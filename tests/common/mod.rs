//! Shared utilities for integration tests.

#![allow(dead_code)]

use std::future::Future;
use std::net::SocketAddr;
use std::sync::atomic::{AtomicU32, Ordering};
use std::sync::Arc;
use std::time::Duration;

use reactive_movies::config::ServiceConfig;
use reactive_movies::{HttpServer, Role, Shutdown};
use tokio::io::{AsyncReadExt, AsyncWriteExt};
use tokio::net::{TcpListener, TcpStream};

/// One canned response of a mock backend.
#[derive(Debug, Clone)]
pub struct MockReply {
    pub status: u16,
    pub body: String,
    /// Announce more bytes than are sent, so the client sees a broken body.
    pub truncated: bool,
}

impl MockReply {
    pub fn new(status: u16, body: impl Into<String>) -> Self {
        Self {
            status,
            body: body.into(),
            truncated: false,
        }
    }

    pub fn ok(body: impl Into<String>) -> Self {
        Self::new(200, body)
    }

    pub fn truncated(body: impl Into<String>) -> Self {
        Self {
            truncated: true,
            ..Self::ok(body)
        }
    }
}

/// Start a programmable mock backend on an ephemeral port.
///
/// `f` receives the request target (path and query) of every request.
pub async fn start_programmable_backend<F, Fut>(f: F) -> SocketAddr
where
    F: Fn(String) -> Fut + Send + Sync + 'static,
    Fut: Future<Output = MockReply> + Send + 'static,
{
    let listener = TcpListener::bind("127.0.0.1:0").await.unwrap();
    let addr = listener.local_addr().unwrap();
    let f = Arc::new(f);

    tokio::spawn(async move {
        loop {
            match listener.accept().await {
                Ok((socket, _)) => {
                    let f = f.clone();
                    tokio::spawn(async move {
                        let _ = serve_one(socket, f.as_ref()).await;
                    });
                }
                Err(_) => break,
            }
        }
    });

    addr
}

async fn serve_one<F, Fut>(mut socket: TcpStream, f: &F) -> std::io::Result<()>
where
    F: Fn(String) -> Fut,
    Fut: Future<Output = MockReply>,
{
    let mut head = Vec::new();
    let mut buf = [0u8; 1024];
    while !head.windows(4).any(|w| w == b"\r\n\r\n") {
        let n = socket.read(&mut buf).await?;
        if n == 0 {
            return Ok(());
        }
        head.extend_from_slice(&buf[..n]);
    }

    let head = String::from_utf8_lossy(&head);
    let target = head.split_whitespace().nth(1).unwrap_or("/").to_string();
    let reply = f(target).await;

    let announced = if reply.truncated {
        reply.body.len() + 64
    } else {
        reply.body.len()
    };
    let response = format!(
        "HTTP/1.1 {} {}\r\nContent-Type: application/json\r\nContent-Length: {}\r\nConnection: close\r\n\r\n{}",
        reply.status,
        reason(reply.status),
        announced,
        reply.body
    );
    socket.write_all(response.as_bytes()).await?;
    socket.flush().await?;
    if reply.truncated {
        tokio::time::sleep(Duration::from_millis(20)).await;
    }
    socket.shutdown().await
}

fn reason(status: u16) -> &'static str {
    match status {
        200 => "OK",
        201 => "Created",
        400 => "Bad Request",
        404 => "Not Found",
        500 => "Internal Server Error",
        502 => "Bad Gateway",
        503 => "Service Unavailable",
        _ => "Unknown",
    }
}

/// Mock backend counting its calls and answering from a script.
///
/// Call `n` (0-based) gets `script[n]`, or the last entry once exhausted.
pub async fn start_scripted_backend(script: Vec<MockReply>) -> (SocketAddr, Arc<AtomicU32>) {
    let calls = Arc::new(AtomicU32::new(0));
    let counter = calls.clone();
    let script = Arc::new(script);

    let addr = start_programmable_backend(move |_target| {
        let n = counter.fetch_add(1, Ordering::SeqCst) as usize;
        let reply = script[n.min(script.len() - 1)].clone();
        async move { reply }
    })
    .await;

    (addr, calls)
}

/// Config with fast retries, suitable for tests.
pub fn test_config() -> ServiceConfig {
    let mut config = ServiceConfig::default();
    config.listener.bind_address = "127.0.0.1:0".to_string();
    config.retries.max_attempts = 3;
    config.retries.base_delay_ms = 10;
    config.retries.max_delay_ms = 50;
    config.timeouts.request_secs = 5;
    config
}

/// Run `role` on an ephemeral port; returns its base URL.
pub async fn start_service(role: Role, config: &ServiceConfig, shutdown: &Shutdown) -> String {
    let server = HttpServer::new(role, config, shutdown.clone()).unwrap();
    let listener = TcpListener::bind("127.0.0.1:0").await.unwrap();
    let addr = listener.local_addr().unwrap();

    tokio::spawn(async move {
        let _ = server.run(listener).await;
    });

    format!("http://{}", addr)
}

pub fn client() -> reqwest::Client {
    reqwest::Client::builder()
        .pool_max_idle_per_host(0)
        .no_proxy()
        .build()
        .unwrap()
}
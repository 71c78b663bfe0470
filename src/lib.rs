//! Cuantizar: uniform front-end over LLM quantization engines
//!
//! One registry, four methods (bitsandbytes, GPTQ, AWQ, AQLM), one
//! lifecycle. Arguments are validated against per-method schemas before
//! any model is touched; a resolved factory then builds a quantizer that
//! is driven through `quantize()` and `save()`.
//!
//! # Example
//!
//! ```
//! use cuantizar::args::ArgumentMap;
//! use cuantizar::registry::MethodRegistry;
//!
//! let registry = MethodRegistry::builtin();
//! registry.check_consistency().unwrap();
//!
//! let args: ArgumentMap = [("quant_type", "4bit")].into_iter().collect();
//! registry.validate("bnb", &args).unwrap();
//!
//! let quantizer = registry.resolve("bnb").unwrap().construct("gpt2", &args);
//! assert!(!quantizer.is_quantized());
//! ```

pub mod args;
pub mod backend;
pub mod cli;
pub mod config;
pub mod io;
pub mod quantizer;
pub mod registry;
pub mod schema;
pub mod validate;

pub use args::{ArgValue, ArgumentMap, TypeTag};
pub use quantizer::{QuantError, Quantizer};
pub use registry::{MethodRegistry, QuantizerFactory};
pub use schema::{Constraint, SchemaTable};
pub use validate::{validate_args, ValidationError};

┄┄┄┄┄┄┄┄┄┄┄┄┄┄┄┄┄┄┄┄

Look through the data above. Find each line with the string "filename" and copy it.

filename tests/common/mod.rs
filename src/lib.rs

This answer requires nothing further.